Lieutenant General Leonīds Kalniņš (born February 13, 1957, in Tomsk Oblast, RSFSR, Soviet Union) is a Latvian former general, who served as the Commander of the Joint Headquarters.

== Early life and Soviet Army career ==
He was born in 1957 in the Russian Pervomaysky District into the family of a mathematics and physics teacher who was repressed in 1949. He attended the Dobele R. Eihes Secondary School (now the Dobele State Gymnasium) in his youth. After graduating in 1975, he began his service in the Soviet Armed Forces, attending the Vilnius Higher Airborne Defense School. In 1990, he graduated from the Military Engineering Radiotechnical Academy of Soviet Air Defence Forces named after Marshal of the Soviet Union Leonid Govorov (now the Ivan Kozhedub National University of the Air Force) in Ukraine.

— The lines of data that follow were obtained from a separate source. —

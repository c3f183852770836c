// Service exports
pub mod appwrite;
pub mod cache;
pub mod store;

pub use appwrite::{AppwriteClient, AppwriteCollections};
pub use cache::{CacheError, CacheKey, CacheManager, CacheStats, CachedRideStore};
pub use store::{with_deadline, RideStore, StoreError};
use async_trait::async_trait;
use redis::aio::ConnectionManager;
use serde::{Deserialize, Serialize};
use std::sync::atomic::{AtomicU64, Ordering};
use std::sync::Arc;
use std::time::Duration;
use thiserror::Error;

use crate::models::{DriverProfile, RideOffer, RideQuery, RiderProfile};
use crate::services::store::{RideStore, StoreError};

/// Errors that can occur with cache operations
#[derive(Debug, Error)]
pub enum CacheError {
    #[error("Redis error: {0}")]
    RedisError(#[from] redis::RedisError),

    #[error("Serialization error: {0}")]
    SerializationError(#[from] serde_json::Error),

    #[error("Cache miss: {0}")]
    CacheMiss(String),
}

/// Multi-tier cache manager
///
/// L1 is an in-process moka cache. L2 is Redis, shared across instances,
/// and optional: without it the manager is L1 only.
pub struct CacheManager {
    redis: Option<Arc<tokio::sync::Mutex<ConnectionManager>>>,
    l1_cache: moka::future::Cache<String, Vec<u8>>,
    ttl_secs: u64,
    hits: AtomicU64,
    misses: AtomicU64,
}

impl CacheManager {
    /// Create a cache manager backed by Redis
    pub async fn new(redis_url: &str, l1_size: u64, ttl_secs: u64) -> Result<Self, CacheError> {
        let client = redis::Client::open(redis_url)?;
        let redis = redis::aio::ConnectionManager::new(client).await?;

        Ok(Self {
            redis: Some(Arc::new(tokio::sync::Mutex::new(redis))),
            ..Self::in_memory(l1_size, ttl_secs)
        })
    }

    /// Create an L1-only cache manager
    pub fn in_memory(l1_size: u64, ttl_secs: u64) -> Self {
        let l1_cache = moka::future::CacheBuilder::new(l1_size)
            .time_to_live(Duration::from_secs(ttl_secs))
            .build();

        Self {
            redis: None,
            l1_cache,
            ttl_secs,
            hits: AtomicU64::new(0),
            misses: AtomicU64::new(0),
        }
    }

    pub fn has_redis(&self) -> bool {
        self.redis.is_some()
    }

    /// Get a value from cache (L1 first, then L2)
    pub async fn get<T>(&self, key: &str) -> Result<T, CacheError>
    where
        T: for<'de> Deserialize<'de>,
    {
        if let Some(bytes) = self.l1_cache.get(key).await {
            tracing::trace!("L1 cache hit: {}", key);
            self.hits.fetch_add(1, Ordering::Relaxed);
            return Ok(serde_json::from_slice(&bytes)?);
        }

        if let Some(redis) = &self.redis {
            let mut conn = redis.lock().await;
            let value: Option<String> = redis::cmd("GET").arg(key).query_async(&mut *conn).await?;
            drop(conn);

            if let Some(json) = value {
                tracing::trace!("L2 cache hit: {}", key);
                self.hits.fetch_add(1, Ordering::Relaxed);

                // Populate L1 cache
                self.l1_cache.insert(key.to_string(), json.as_bytes().to_vec()).await;

                return Ok(serde_json::from_str(&json)?);
            }
        }

        tracing::trace!("Cache miss: {}", key);
        self.misses.fetch_add(1, Ordering::Relaxed);
        Err(CacheError::CacheMiss(key.to_string()))
    }

    /// Set a value in every configured tier
    pub async fn set<T>(&self, key: &str, value: &T) -> Result<(), CacheError>
    where
        T: Serialize,
    {
        let json = serde_json::to_string(value)?;

        self.l1_cache.insert(key.to_string(), json.as_bytes().to_vec()).await;

        if let Some(redis) = &self.redis {
            let mut conn = redis.lock().await;
            redis::cmd("SETEX")
                .arg(key)
                .arg(self.ttl_secs)
                .arg(json)
                .query_async::<()>(&mut *conn)
                .await?;
        }

        tracing::trace!("Cache set: {}", key);
        Ok(())
    }

    pub fn stats(&self) -> CacheStats {
        let hits = self.hits.load(Ordering::Relaxed);
        let misses = self.misses.load(Ordering::Relaxed);
        let lookups = hits + misses;

        CacheStats {
            l1_size: self.l1_cache.entry_count(),
            hit_count: hits,
            miss_count: misses,
            hit_rate: if lookups == 0 { 0.0 } else { hits as f64 / lookups as f64 },
        }
    }
}

/// Cache statistics
#[derive(Debug, Clone, Serialize, Deserialize)]
pub struct CacheStats {
    pub l1_size: u64,
    pub hit_count: u64,
    pub miss_count: u64,
    pub hit_rate: f64,
}

/// Cache key builder
pub struct CacheKey;

impl CacheKey {
    /// Build a cache key for a driver snapshot
    pub fn driver(driver_id: &str) -> String {
        format!("driver:{}", driver_id)
    }
}

/// Read-through cache in front of another [`RideStore`]
///
/// Only driver snapshots are cached. Candidate rides are always read fresh
/// since seat counts and statuses change minute to minute, and passenger
/// profiles carry the safety preference that gates matching, so an update
/// must apply to the very next search. A failing cache never fails a lookup,
/// it only costs a trip to the inner store.
pub struct CachedRideStore<S> {
    inner: S,
    cache: Arc<CacheManager>,
}

impl<S: RideStore> CachedRideStore<S> {
    pub fn new(inner: S, cache: Arc<CacheManager>) -> Self {
        Self { inner, cache }
    }

    pub fn cache(&self) -> &CacheManager {
        &self.cache
    }

    async fn cached<T>(&self, key: &str) -> Option<T>
    where
        T: for<'de> Deserialize<'de>,
    {
        match self.cache.get(key).await {
            Ok(value) => Some(value),
            Err(CacheError::CacheMiss(_)) => None,
            Err(e) => {
                tracing::warn!("Cache read failed for {}: {}", key, e);
                None
            }
        }
    }

    async fn remember<T: Serialize>(&self, key: &str, value: &T) {
        if let Err(e) = self.cache.set(key, value).await {
            tracing::warn!("Cache write failed for {}: {}", key, e);
        }
    }
}

#[async_trait]
impl<S: RideStore> RideStore for CachedRideStore<S> {
    async fn fetch_candidate_rides(&self, query: &RideQuery) -> Result<Vec<RideOffer>, StoreError> {
        self.inner.fetch_candidate_rides(query).await
    }

    async fn driver_profile(&self, driver_id: &str) -> Result<DriverProfile, StoreError> {
        let key = CacheKey::driver(driver_id);
        if let Some(driver) = self.cached(&key).await {
            return Ok(driver);
        }

        let driver = self.inner.driver_profile(driver_id).await?;
        self.remember(&key, &driver).await;
        Ok(driver)
    }

    async fn rider_profile(&self, user_id: &str) -> Result<RiderProfile, StoreError> {
        self.inner.rider_profile(user_id).await
    }
}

== Latvian National Armed Forces ==
In 1997, he began his service in an infantry battalion in the Latvian National Armed Forces. His first official position he took was as the Chief of the Operational Planning Board of the Latvian National Guard Headquarters. In 2006, Kalniņš was appointed as deputy commander of the Latvian Contingent in Iraq. Between 2010 and 2013, he studied at the Baltic Defence College in Estonia and the United States Army Command and General Staff College in Kansas. In November 2016, he was promoted to the post of Commander of the Joint Headquarters of the NAF and was confirmed by the Saeima as Chief of defence at the end of the year. He began his duties as NAF Commander on January 27, 2017. He is a recipient of the Order of Viesturs. On November 21, 2024, he was replaced as the Commander of the Joint Headquarters by Major General Kaspars Pudāns.